Microsoft also has its own deep learning neural networks to assist with classifying malware and recognizing threats. Testing for a variety of electronics manufacturing solutions and for protecting businesses of the future, this could be a fantastic way to validate threats and prevent them in the future.
IBM also has their neural network within the Watson project. Watson can work at using deep learning architectures for recognizing audio data, text and even images. Watson can do a wide range of tasks such as capturing text from images, sorting and translating audio and even data entry tasks.
When we start to see how some of these key business processes could lend himself in the software-oriented positions within the business world, it’s easy to start understanding the way that future businesses could be powered using neural network technology.
A small subset of neural network technology is ANN’s or artificial neural networks. These are tools that specialize in the process of learning and problem solving as well as recognizing sound and language. These networks are formed using artificial neurons in the same way our brain is formed for function. Within the process of deep learning techniques, there can be multiple layers of learning and a series of information highways for transmitting data to business systems for quick results. When handling extremely complex tasks, this is one of the best tools for business systems moving forward.
Some other types of neural networks can include:
Convolutional neural networks: These are designed expressly for image inputs and for classifying visual imagery.
Recurrent Neural networks: these networks are designed with loops to ensure that it can store an ongoing memory and learn from these memories. This is perfect for understanding vocabulary and recognizing speech.
Long short Term memory: This is another RNN that can keep in mind long-term discrepancies and solve for even more complex problems.
Reinforcement Learning out rhythms: This is an algorithm that is put in place for a specific goal. It’s particularly important for examining the outcome of software performing under set conditions. These types of AI are the perfect learners for video games and other tasks.
Gated recurrent units: These are a mechanism that Gates RNN’s ensuring that they can be trained to record and retain information but that they can also filter out irrelevant information for their function.

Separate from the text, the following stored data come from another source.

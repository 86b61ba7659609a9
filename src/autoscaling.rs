use async_trait::async_trait;
use aws_sdk_autoscaling::config::Region;
use aws_sdk_autoscaling::error::DisplayErrorContext;
use aws_sdk_autoscaling::types::LaunchConfiguration;
use aws_sdk_autoscaling::Client as AutoScalingClient;
use aws_types::SdkConfig;
use tracing::debug;

use crate::error::{LcFindError, LcFindResult};
use crate::inventory::{InventoryClient, LaunchConfigurationRecord};

const SOURCE_NAME: &str = "autoscaling";

/// Inventory backed by the Auto Scaling API.
pub struct AutoScalingInventory {
    config: SdkConfig,
}

impl AutoScalingInventory {
    pub fn new(config: SdkConfig) -> Self {
        Self { config }
    }

    fn client_for(&self, region: &str) -> AutoScalingClient {
        let conf = aws_sdk_autoscaling::config::Builder::from(&self.config)
            .region(Region::new(region.to_string()))
            .build();
        AutoScalingClient::from_conf(conf)
    }
}

#[async_trait]
impl InventoryClient for AutoScalingInventory {
    async fn fetch(&self, region: &str) -> LcFindResult<Vec<LaunchConfigurationRecord>> {
        list_launch_configurations(&self.client_for(region)).await
    }
}

/// Walk every page of `DescribeLaunchConfigurations`.
pub async fn list_launch_configurations(
    client: &AutoScalingClient,
) -> LcFindResult<Vec<LaunchConfigurationRecord>> {
    let mut pages = client
        .describe_launch_configurations()
        .into_paginator()
        .send();

    let mut records = Vec::new();
    while let Some(page) = pages.next().await {
        let page = page.map_err(|e| {
            LcFindError::external(SOURCE_NAME, DisplayErrorContext(&e).to_string())
        })?;
        records.extend(page.launch_configurations().iter().filter_map(to_record));
    }

    debug!("DescribeLaunchConfigurations returned {} records", records.len());
    Ok(records)
}

fn to_record(lc: &LaunchConfiguration) -> Option<LaunchConfigurationRecord> {
    let name = lc.launch_configuration_name()?;
    let arn = lc.launch_configuration_arn()?;
    Some(LaunchConfigurationRecord::new(name, arn))
}
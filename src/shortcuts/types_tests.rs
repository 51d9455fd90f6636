//! Tests for binding parsing, serialization and display.

use super::platform::PlatformInfo;
use super::registry;
use super::types::*;

fn mods(keys: &[ModifierKey]) -> Modifiers {
    keys.iter().copied().collect()
}

#[test]
fn serialize_uses_canonical_modifier_order() {
    let binding = KeyBinding::new(
        mods(&[ModifierKey::Shift, ModifierKey::Alt, ModifierKey::Meta, ModifierKey::Ctrl]),
        "K",
    )
    .unwrap();
    assert_eq!(serialize(&binding), "meta+ctrl+alt+shift+k");
}

#[test]
fn parse_reorders_modifiers() {
    let binding = parse("shift+meta+1").unwrap();
    assert_eq!(binding.to_canonical_string(), "meta+shift+1");
    assert_eq!(binding, parse("meta+shift+1").unwrap());
}

#[test]
fn parse_is_case_insensitive() {
    let binding = parse("Meta+Shift+K").unwrap();
    assert_eq!(binding.key(), "k");
    assert!(binding.modifiers().meta);
    assert!(binding.modifiers().shift);
}

#[test]
fn default_bindings_round_trip() {
    for def in registry::definitions() {
        let encoded = serialize(&def.default_binding);
        assert_eq!(parse(&encoded).as_ref(), Ok(&def.default_binding), "{encoded}");
        assert_eq!(serialize(&parse(&encoded).unwrap()), encoded);
    }
}

#[test]
fn parse_rejects_bare_key() {
    assert_eq!(
        parse("k"),
        Err(ShortcutParseError::MissingModifier("k".to_string()))
    );
}

#[test]
fn parse_rejects_unknown_modifier() {
    assert_eq!(
        parse("hyper+k"),
        Err(ShortcutParseError::UnknownModifier("hyper".to_string()))
    );
    assert_eq!(
        parse("cmd+k"),
        Err(ShortcutParseError::UnknownModifier("cmd".to_string()))
    );
}

#[test]
fn parse_rejects_duplicate_modifier() {
    assert_eq!(
        parse("meta+meta+k"),
        Err(ShortcutParseError::DuplicateModifier("meta".to_string()))
    );
}

#[test]
fn parse_rejects_empty_and_dangling_input() {
    assert_eq!(parse(""), Err(ShortcutParseError::Empty));
    assert_eq!(parse("   "), Err(ShortcutParseError::Empty));
    assert_eq!(parse("meta+"), Err(ShortcutParseError::MissingKey));
    assert!(parse("meta++").is_err());
    assert!(parse("+k").is_err());
}

#[test]
fn parse_binding_is_lenient() {
    assert!(parse_binding("meta+k").is_some());
    assert!(parse_binding("nonsense").is_none());
    assert!(parse_binding("meta+shift").is_none());
}

#[test]
fn new_rejects_separator_in_key() {
    assert!(matches!(
        KeyBinding::new(Modifiers::META, "a+b"),
        Err(ShortcutParseError::InvalidKey(_))
    ));
    assert!(KeyBinding::new(Modifiers::NONE, "a").is_err());
}

#[test]
fn mac_display_uses_glyphs_without_separator() {
    let mac = PlatformInfo::mac();
    assert_eq!(parse("meta+1").unwrap().display_for(&mac), "⌘1");
    assert_eq!(
        parse("shift+alt+ctrl+meta+k").unwrap().display_for(&mac),
        "⌘⌃⌥⇧K"
    );
    assert_eq!(parse("meta+enter").unwrap().display_for(&mac), "⌘↵");
}

#[test]
fn other_display_uses_text_with_plus() {
    let pc = PlatformInfo::other();
    assert_eq!(parse("meta+1").unwrap().display_for(&pc), "Ctrl+1");
    assert_eq!(parse("meta+shift+k").unwrap().display_for(&pc), "Ctrl+Shift+K");
    assert_eq!(parse("alt+arrowup").unwrap().display_for(&pc), "Alt+Up");
}

#[test]
fn other_display_names_ctrl_once_for_meta_and_ctrl() {
    let pc = PlatformInfo::other();
    assert_eq!(parse("meta+ctrl+t").unwrap().display_for(&pc), "Ctrl+T");
    assert_eq!(parse("meta+ctrl+shift+t").unwrap().display_for(&pc), "Ctrl+Shift+T");
}

#[test]
fn serde_uses_canonical_string() {
    let binding = parse("shift+meta+p").unwrap();
    assert_eq!(serde_json::to_string(&binding).unwrap(), r#""meta+shift+p""#);

    let back: KeyBinding = serde_json::from_str(r#""Meta+Shift+P""#).unwrap();
    assert_eq!(back, binding);
    assert!(serde_json::from_str::<KeyBinding>(r#""p""#).is_err());
}

#[test]
fn static_and_owned_bindings_compare_equal() {
    let from_table = registry::default_binding(registry::ActionId::SwitchTab1);
    assert_eq!(from_table, &parse("meta+1").unwrap());
}

#[test]
fn normalize_key_maps_space() {
    assert_eq!(normalize_key(" "), "space");
    assert_eq!(normalize_key("ArrowUp"), "arrowup");
}
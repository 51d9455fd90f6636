//! Compiled-in table of actions and their default bindings.
//!
//! `DEFINITIONS` is ordered exactly like [`ActionId::ALL`] so lookups are an index.

use std::fmt;
use std::str::FromStr;

use serde::{Deserialize, Serialize};
use thiserror::Error;

use super::types::{KeyBinding, Modifiers};

/// A command that can be bound to a shortcut.
#[derive(Clone, Copy, Debug, PartialEq, Eq, Hash, PartialOrd, Ord, Serialize, Deserialize)]
#[serde(rename_all = "camelCase")]
pub enum ActionId {
    SwitchTab1,
    SwitchTab2,
    SwitchTab3,
    SwitchTab4,
    SwitchTab5,
    SwitchTab6,
    SwitchTab7,
    SwitchTab8,
    SwitchTab9,
    NewTab,
    CloseTab,
    NextTab,
    PreviousTab,
    ToggleSettings,
    ToggleSidebar,
    CommandPalette,
    ToggleKanban,
    TogglePipelines,
    FocusSearch,
    ReloadWorkspace,
}

impl ActionId {
    pub const COUNT: usize = 20;

    pub const ALL: [ActionId; Self::COUNT] = [
        ActionId::SwitchTab1,
        ActionId::SwitchTab2,
        ActionId::SwitchTab3,
        ActionId::SwitchTab4,
        ActionId::SwitchTab5,
        ActionId::SwitchTab6,
        ActionId::SwitchTab7,
        ActionId::SwitchTab8,
        ActionId::SwitchTab9,
        ActionId::NewTab,
        ActionId::CloseTab,
        ActionId::NextTab,
        ActionId::PreviousTab,
        ActionId::ToggleSettings,
        ActionId::ToggleSidebar,
        ActionId::CommandPalette,
        ActionId::ToggleKanban,
        ActionId::TogglePipelines,
        ActionId::FocusSearch,
        ActionId::ReloadWorkspace,
    ];

    pub fn as_str(&self) -> &'static str {
        match self {
            Self::SwitchTab1 => "switchTab1",
            Self::SwitchTab2 => "switchTab2",
            Self::SwitchTab3 => "switchTab3",
            Self::SwitchTab4 => "switchTab4",
            Self::SwitchTab5 => "switchTab5",
            Self::SwitchTab6 => "switchTab6",
            Self::SwitchTab7 => "switchTab7",
            Self::SwitchTab8 => "switchTab8",
            Self::SwitchTab9 => "switchTab9",
            Self::NewTab => "newTab",
            Self::CloseTab => "closeTab",
            Self::NextTab => "nextTab",
            Self::PreviousTab => "previousTab",
            Self::ToggleSettings => "toggleSettings",
            Self::ToggleSidebar => "toggleSidebar",
            Self::CommandPalette => "commandPalette",
            Self::ToggleKanban => "toggleKanban",
            Self::TogglePipelines => "togglePipelines",
            Self::FocusSearch => "focusSearch",
            Self::ReloadWorkspace => "reloadWorkspace",
        }
    }

    /// Position in [`ActionId::ALL`] and [`DEFINITIONS`].
    #[inline]
    pub fn index(self) -> usize {
        self as usize
    }

    /// The tab-switch action for a 1-based tab number.
    pub fn switch_tab(n: usize) -> Option<Self> {
        match n {
            1..=9 => Some(Self::ALL[n - 1]),
            _ => None,
        }
    }
}

impl fmt::Display for ActionId {
    fn fmt(&self, f: &mut fmt::Formatter<'_>) -> fmt::Result {
        f.write_str(self.as_str())
    }
}

/// An action id string that is not part of the current action set.
#[derive(Error, Debug, Clone, PartialEq, Eq)]
#[error("unknown action id '{0}'")]
pub struct UnknownActionId(pub String);

impl FromStr for ActionId {
    type Err = UnknownActionId;

    fn from_str(s: &str) -> Result<Self, Self::Err> {
        Self::ALL
            .into_iter()
            .find(|id| id.as_str() == s)
            .ok_or_else(|| UnknownActionId(s.to_string()))
    }
}

/// Category for organizing shortcuts in UI.
#[derive(Clone, Copy, Debug, PartialEq, Eq, Hash, Serialize, Deserialize)]
#[serde(rename_all = "camelCase")]
pub enum ShortcutCategory {
    Tabs,
    Navigation,
    Views,
    General,
}

impl ShortcutCategory {
    /// Presentation order.
    pub const ALL: [ShortcutCategory; 4] = [
        ShortcutCategory::Tabs,
        ShortcutCategory::Navigation,
        ShortcutCategory::Views,
        ShortcutCategory::General,
    ];

    pub fn label(&self) -> &'static str {
        match self {
            Self::Tabs => "Tabs",
            Self::Navigation => "Navigation",
            Self::Views => "Views",
            Self::General => "General",
        }
    }
}

/// Metadata and default binding for one action.
#[derive(Clone, Debug)]
pub struct ShortcutDefinition {
    pub id: ActionId,
    pub label: &'static str,
    pub description: &'static str,
    pub category: ShortcutCategory,
    pub default_binding: KeyBinding,
}

const fn def(
    id: ActionId,
    label: &'static str,
    description: &'static str,
    category: ShortcutCategory,
    modifiers: Modifiers,
    key: &'static str,
) -> ShortcutDefinition {
    ShortcutDefinition {
        id,
        label,
        description,
        category,
        default_binding: KeyBinding::from_static(modifiers, key),
    }
}

use ShortcutCategory::{General, Navigation, Tabs, Views};

#[rustfmt::skip]
pub static DEFINITIONS: [ShortcutDefinition; ActionId::COUNT] = [
    def(ActionId::SwitchTab1, "Switch to Tab 1", "Focus the first tab", Tabs, Modifiers::META, "1"),
    def(ActionId::SwitchTab2, "Switch to Tab 2", "Focus the second tab", Tabs, Modifiers::META, "2"),
    def(ActionId::SwitchTab3, "Switch to Tab 3", "Focus the third tab", Tabs, Modifiers::META, "3"),
    def(ActionId::SwitchTab4, "Switch to Tab 4", "Focus the fourth tab", Tabs, Modifiers::META, "4"),
    def(ActionId::SwitchTab5, "Switch to Tab 5", "Focus the fifth tab", Tabs, Modifiers::META, "5"),
    def(ActionId::SwitchTab6, "Switch to Tab 6", "Focus the sixth tab", Tabs, Modifiers::META, "6"),
    def(ActionId::SwitchTab7, "Switch to Tab 7", "Focus the seventh tab", Tabs, Modifiers::META, "7"),
    def(ActionId::SwitchTab8, "Switch to Tab 8", "Focus the eighth tab", Tabs, Modifiers::META, "8"),
    def(ActionId::SwitchTab9, "Switch to Tab 9", "Focus the ninth tab", Tabs, Modifiers::META, "9"),
    def(ActionId::NewTab, "New Tab", "Open a new terminal tab", Tabs, Modifiers::META, "t"),
    def(ActionId::CloseTab, "Close Tab", "Close the active tab", Tabs, Modifiers::META, "w"),
    def(ActionId::NextTab, "Next Tab", "Focus the tab to the right", Navigation, Modifiers::META_SHIFT, "]"),
    def(ActionId::PreviousTab, "Previous Tab", "Focus the tab to the left", Navigation, Modifiers::META_SHIFT, "["),
    def(ActionId::ToggleSettings, "Toggle Settings", "Open or close the settings page", General, Modifiers::META, ","),
    def(ActionId::ToggleSidebar, "Toggle Sidebar", "Show or hide the sidebar", Views, Modifiers::META, "b"),
    def(ActionId::CommandPalette, "Command Palette", "Open the command palette", Navigation, Modifiers::META, "k"),
    def(ActionId::ToggleKanban, "Toggle Kanban", "Show or hide the kanban board", Views, Modifiers::META_SHIFT, "k"),
    def(ActionId::TogglePipelines, "Toggle Pipelines", "Show or hide the pipeline editor", Views, Modifiers::META_SHIFT, "p"),
    def(ActionId::FocusSearch, "Focus Search", "Move focus to the search field", Navigation, Modifiers::META, "f"),
    def(ActionId::ReloadWorkspace, "Reload Workspace", "Reload the current workspace", General, Modifiers::META_SHIFT, "r"),
];

/// Look up the definition for an action.
pub fn definition(id: ActionId) -> &'static ShortcutDefinition {
    let def = &DEFINITIONS[id.index()];
    debug_assert_eq!(def.id, id, "DEFINITIONS out of order");
    def
}

/// The compiled-in default binding for an action.
pub fn default_binding(id: ActionId) -> &'static KeyBinding {
    &definition(id).default_binding
}

/// All definitions in registry order.
pub fn definitions() -> &'static [ShortcutDefinition] {
    &DEFINITIONS
}

/// Action ids grouped by category, in presentation order. Empty categories are omitted.
pub fn categories() -> Vec<(ShortcutCategory, Vec<ActionId>)> {
    ShortcutCategory::ALL
        .into_iter()
        .map(|category| {
            let ids = DEFINITIONS
                .iter()
                .filter(|d| d.category == category)
                .map(|d| d.id)
                .collect::<Vec<_>>();
            (category, ids)
        })
        .filter(|(_, ids)| !ids.is_empty())
        .collect()
}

Challenges persist for many businesses in choosing the right artificial neural networks as well as investing in this technology. Creating this technology for yourself does require extremely high computational costs and months or even years of development before a working AI can function. What many companies are choosing to do instead is utilizing proven systems from the likes of tech giants and developers and then customizing them and their functions for the needs of their business.
Artificial neural networks will continue to shape the future of the business world.